▶ **TASK GOAL**
In the data below, find every line that has the string "ContentFiltered", and copy it.

▶ **Collected data**
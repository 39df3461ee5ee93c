//! AI Provider Port - Interface for the generation service.
//!
//! This port abstracts all interactions with text-generation providers,
//! letting the orchestration engine issue completions without coupling to a
//! specific vendor API.
//!
//! # Design
//!
//! - Provider-agnostic message format
//! - Built-in token usage and cost tracking
//! - Error types for common failure modes (rate limits, context too long, etc.)
//!
//! The engine always requests zero-temperature (deterministic) decoding; the
//! temperature field exists so callers outside the engine can override it.

use async_trait::async_trait;
use serde::{Deserialize, Serialize};

use crate::domain::foundation::ConversationId;

/// Port for generation-service interactions.
///
/// Implementations connect to an external completion API and translate
/// between the provider-specific wire format and our domain types.
#[async_trait]
pub trait AIProvider: Send + Sync {
    /// Generate a single completion.
    async fn complete(&self, request: CompletionRequest) -> Result<CompletionResponse, AIError>;

    /// Get provider information (name, model, capabilities).
    fn provider_info(&self) -> ProviderInfo;
}

/// Request for a completion.
#[derive(Debug, Clone)]
pub struct CompletionRequest {
    /// Ordered role-tagged messages.
    pub messages: Vec<Message>,
    /// System prompt to guide model behavior.
    pub system_prompt: Option<String>,
    /// Maximum tokens to generate.
    pub max_tokens: Option<u32>,
    /// Temperature for response randomness (0.0 = deterministic).
    pub temperature: Option<f32>,
    /// Request metadata for tracing and usage attribution.
    pub metadata: RequestMetadata,
}

impl CompletionRequest {
    /// Creates a new completion request with required metadata.
    pub fn new(metadata: RequestMetadata) -> Self {
        Self {
            messages: Vec::new(),
            system_prompt: None,
            max_tokens: None,
            temperature: None,
            metadata,
        }
    }

    /// Adds a message to the request.
    pub fn with_message(mut self, role: MessageRole, content: impl Into<String>) -> Self {
        self.messages.push(Message {
            role,
            content: content.into(),
        });
        self
    }

    /// Sets the system prompt.
    pub fn with_system_prompt(mut self, prompt: impl Into<String>) -> Self {
        self.system_prompt = Some(prompt.into());
        self
    }

    /// Sets the maximum tokens to generate.
    pub fn with_max_tokens(mut self, max: u32) -> Self {
        self.max_tokens = Some(max);
        self
    }

    /// Sets the temperature.
    pub fn with_temperature(mut self, temp: f32) -> Self {
        self.temperature = Some(temp);
        self
    }
}

/// A message in the request.
#[derive(Debug, Clone, PartialEq, Eq, Serialize, Deserialize)]
pub struct Message {
    /// Who sent this message.
    pub role: MessageRole,
    /// Message content.
    pub content: String,
}

impl Message {
    /// Creates a new message.
    pub fn new(role: MessageRole, content: impl Into<String>) -> Self {
        Self {
            role,
            content: content.into(),
        }
    }

    /// Creates a system message.
    pub fn system(content: impl Into<String>) -> Self {
        Self::new(MessageRole::System, content)
    }

    /// Creates a user message.
    pub fn user(content: impl Into<String>) -> Self {
        Self::new(MessageRole::User, content)
    }

    /// Creates an assistant message.
    pub fn assistant(content: impl Into<String>) -> Self {
        Self::new(MessageRole::Assistant, content)
    }
}

/// Role of the message sender.
#[derive(Debug, Clone, Copy, PartialEq, Eq, Hash, Serialize, Deserialize)]
#[serde(rename_all = "lowercase")]
pub enum MessageRole {
    /// System instructions (guides model behavior).
    System,
    /// User input.
    User,
    /// Assistant (model) response.
    Assistant,
}

/// Which pipeline stage issued a request. Used for usage attribution.
#[derive(Debug, Clone, Copy, PartialEq, Eq, Hash, Serialize, Deserialize)]
#[serde(rename_all = "snake_case")]
pub enum RequestPurpose {
    /// Explicit first-person rewrite of the counterpart's last turn.
    ExplicitRewrite,
    /// Question-or-statement stance classification.
    StanceClassification,
    /// Arbitration between the two paraphrases.
    Arbitration,
    /// Similarity rating between paraphrase and evidence document.
    SimilarityRating,
    /// On-demand synthesis of a pro or con argument.
    ArgumentSynthesis,
    /// The final reply completion.
    FinalReply,
}

/// Request metadata for tracing and usage attribution.
#[derive(Debug, Clone)]
pub struct RequestMetadata {
    /// Conversation this request serves.
    pub conversation_id: ConversationId,
    /// Name of the agent on whose behalf the request is issued.
    pub agent: String,
    /// Pipeline stage issuing the request.
    pub purpose: RequestPurpose,
}

impl RequestMetadata {
    /// Creates new request metadata.
    pub fn new(
        conversation_id: ConversationId,
        agent: impl Into<String>,
        purpose: RequestPurpose,
    ) -> Self {
        Self {
            conversation_id,
            agent: agent.into(),
            purpose,
        }
    }
}

/// Response from a completion.
#[derive(Debug, Clone)]
pub struct CompletionResponse {
    /// Generated content.
    pub content: String,
    /// Token usage and cost.
    pub usage: TokenUsage,
    /// Model that generated the response.
    pub model: String,
    /// Why the model stopped generating.
    pub finish_reason: FinishReason,
}

/// Token usage information for metering.
#[derive(Debug, Clone, Default, PartialEq, Eq, Serialize, Deserialize)]
pub struct TokenUsage {
    /// Tokens in the prompt.
    pub prompt_tokens: u32,
    /// Tokens in the completion.
    pub completion_tokens: u32,
    /// Total tokens (prompt + completion).
    pub total_tokens: u32,
    /// Estimated cost in cents.
    pub estimated_cost_cents: u32,
}

impl TokenUsage {
    /// Creates new token usage.
    pub fn new(prompt_tokens: u32, completion_tokens: u32, cost_cents: u32) -> Self {
        Self {
            prompt_tokens,
            completion_tokens,
            total_tokens: prompt_tokens + completion_tokens,
            estimated_cost_cents: cost_cents,
        }
    }

    /// Creates zero usage.
    pub fn zero() -> Self {
        Self::default()
    }
}

/// Reason the model stopped generating.
#[derive(Debug, Clone, Copy, PartialEq, Eq, Hash, Serialize, Deserialize)]
#[serde(rename_all = "snake_case")]
pub enum FinishReason {
    /// Natural stop (end of response).
    Stop,
    /// Hit max_tokens limit.
    Length,
    /// Content was filtered for safety.
    ContentFilter,
    /// An error occurred.
    Error,
}

/// Provider information and capabilities.
#[derive(Debug, Clone, Serialize, Deserialize)]
pub struct ProviderInfo {
    /// Provider name (e.g., "openai", "mock").
    pub name: String,
    /// Model identifier.
    pub model: String,
    /// Maximum context window size in tokens.
    pub max_context_tokens: u32,
}

impl ProviderInfo {
    /// Creates new provider info.
    pub fn new(
        name: impl Into<String>,
        model: impl Into<String>,
        max_context_tokens: u32,
    ) -> Self {
        Self {
            name: name.into(),
            model: model.into(),
            max_context_tokens,
        }
    }
}

/// Generation-service errors.
#[derive(Debug, thiserror::Error)]
pub enum AIError {
    /// Rate limited by provider.
    #[error("rate limited: retry after {retry_after_secs}s")]
    RateLimited {
        /// Seconds until retry is allowed.
        retry_after_secs: u32,
    },

    /// Context (prompt + history) exceeds model limit.
    #[error("context too long: {tokens} tokens exceeds {max} limit")]
    ContextTooLong {
        /// Actual token count.
        tokens: u32,
        /// Maximum allowed.
        max: u32,
    },

    /// Content was filtered for safety.
    #[error("content filtered: {reason}")]
    ContentFiltered {
        /// Reason for filtering.
        reason: String,
    },

    /// Provider is unavailable.
    #[error("provider unavailable: {message}")]
    Unavailable {
        /// Error details.
        message: String,
    },

    /// API key or authentication failed.
    #[error("authentication failed")]
    AuthenticationFailed,

    /// Network error during request.
    #[error("network error: {0}")]
    Network(String),

    /// Failed to parse provider response.
    #[error("parse error: {0}")]
    Parse(String),

    /// Invalid request configuration.
    #[error("invalid request: {0}")]
    InvalidRequest(String),

    /// Request timed out.
    #[error("request timed out after {timeout_secs}s")]
    Timeout {
        /// Configured timeout.
        timeout_secs: u32,
    },
}

impl AIError {
    /// Creates a rate limited error.
    pub fn rate_limited(retry_after_secs: u32) -> Self {
        Self::RateLimited { retry_after_secs }
    }

    /// Creates a context too long error.
    pub fn context_too_long(tokens: u32, max: u32) -> Self {
        Self::ContextTooLong { tokens, max }
    }

    /// Creates a content filtered error.
    pub fn content_filtered(reason: impl Into<String>) -> Self {
        Self::ContentFiltered {
            reason: reason.into(),
        }
    }

    /// Creates an unavailable error.
    pub fn unavailable(message: impl Into<String>) -> Self {
        Self::Unavailable {
            message: message.into(),
        }
    }

    /// Creates a network error.
    pub fn network(message: impl Into<String>) -> Self {
        Self::Network(message.into())
    }

    /// Creates a parse error.
    pub fn parse(message: impl Into<String>) -> Self {
        Self::Parse(message.into())
    }

    /// Returns true if this error is retryable.
    pub fn is_retryable(&self) -> bool {
        matches!(
            self,
            AIError::RateLimited { .. }
                | AIError::Unavailable { .. }
                | AIError::Network(_)
                | AIError::Timeout { .. }
        )
    }
}

#[cfg(test)]
mod tests {
    use super::*;

    fn test_metadata() -> RequestMetadata {
        RequestMetadata::new(ConversationId::new(), "Aria", RequestPurpose::FinalReply)
    }

    #[test]
    fn completion_request_builder_works() {
        let request = CompletionRequest::new(test_metadata())
            .with_message(MessageRole::User, "Hello")
            .with_system_prompt("Be concise")
            .with_max_tokens(100)
            .with_temperature(0.0);

        assert_eq!(request.messages.len(), 1);
        assert_eq!(request.messages[0].role, MessageRole::User);
        assert_eq!(request.messages[0].content, "Hello");
        assert_eq!(request.system_prompt, Some("Be concise".to_string()));
        assert_eq!(request.max_tokens, Some(100));
        assert_eq!(request.temperature, Some(0.0));
    }

    #[test]
    fn message_constructors_work() {
        let system = Message::system("You are a debater");
        let user = Message::user("Hello");
        let assistant = Message::assistant("Hi there");

        assert_eq!(system.role, MessageRole::System);
        assert_eq!(user.role, MessageRole::User);
        assert_eq!(assistant.role, MessageRole::Assistant);
    }

    #[test]
    fn token_usage_calculates_total() {
        let usage = TokenUsage::new(100, 50, 15);
        assert_eq!(usage.prompt_tokens, 100);
        assert_eq!(usage.completion_tokens, 50);
        assert_eq!(usage.total_tokens, 150);
        assert_eq!(usage.estimated_cost_cents, 15);
    }

    #[test]
    fn ai_error_retryable_classification() {
        assert!(AIError::rate_limited(30).is_retryable());
        assert!(AIError::unavailable("down").is_retryable());
        assert!(AIError::network("timeout").is_retryable());
        assert!(AIError::Timeout { timeout_secs: 30 }.is_retryable());

        assert!(!AIError::AuthenticationFailed.is_retryable());
        assert!(!AIError::context_too_long(100, 50).is_retryable());
        assert!(!AIError::content_filtered("bad").is_retryable());
    }

    #[test]
    fn message_role_serializes_lowercase() {
        let json = serde_json::to_string(&MessageRole::User).unwrap();
        assert_eq!(json, "\"user\"");

        let json = serde_json::to_string(&MessageRole::Assistant).unwrap();
        assert_eq!(json, "\"assistant\"");
    }

    #[test]
    fn request_purpose_serializes_snake_case() {
        let json = serde_json::to_string(&RequestPurpose::ExplicitRewrite).unwrap();
        assert_eq!(json, "\"explicit_rewrite\"");

        let json = serde_json::to_string(&RequestPurpose::SimilarityRating).unwrap();
        assert_eq!(json, "\"similarity_rating\"");
    }

    #[test]
    fn ai_error_displays_correctly() {
        let err = AIError::rate_limited(30);
        assert_eq!(err.to_string(), "rate limited: retry after 30s");

        let err = AIError::context_too_long(200000, 128000);
        assert_eq!(
            err.to_string(),
            "context too long: 200000 tokens exceeds 128000 limit"
        );
    }
}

▶ **ANSWER TO THE EXERCISE**
    ContentFiltered {
        Self::ContentFiltered {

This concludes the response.